[Stored records]
- - -

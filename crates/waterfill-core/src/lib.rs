//! # waterfill-core
//!
//! Water-filling power allocation for parallel Gaussian channels.
//!
//! Given per-channel gains, a total power budget, and a noise power, the
//! allocator computes the non-negative per-channel powers that maximize the
//! total capacity `sum_i log2(1 + g_i * p_i / N)` under the sum-power
//! constraint, together with the common water level. Channels too weak to
//! reach the surface are shut off. Typical consumers are MIMO eigenmode
//! loaders, OFDM tone allocators, and multi-user downlink schedulers that
//! already hold a channel estimate and need the optimal split.
//!
//! ## Example
//!
//! ```rust
//! use waterfill_core::prelude::*;
//!
//! let allocator = WaterfillAllocator::new(6.0, 1.0);
//! let solution = allocator.allocate(&[10.0, 5.0, 1.0]).unwrap();
//!
//! assert!((solution.total_allocated() - 6.0).abs() < 1e-9);
//! // Stronger channels sit deeper under the same surface.
//! assert!(solution.powers[0] >= solution.powers[1]);
//! assert!(solution.powers[1] >= solution.powers[2]);
//! ```

pub mod observe;
pub mod waterfilling;

// Re-export main types
pub use observe::{init_logging, LogConfig, LogFormat, LogLevel};
pub use waterfilling::{
    capacity_with_allocation, equal_power, waterfill, WaterfillAllocator, WaterfillError,
    WaterfillSolution,
};

/// Prelude module for convenient imports
pub mod prelude {
    pub use crate::waterfilling::{
        waterfill, WaterfillAllocator, WaterfillError, WaterfillSolution,
    };
}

- - -

**What you need to do**
Report how many lines of the entries hold the string "WaterfillAllocator". Provide the number alone.

**Worked solution**
3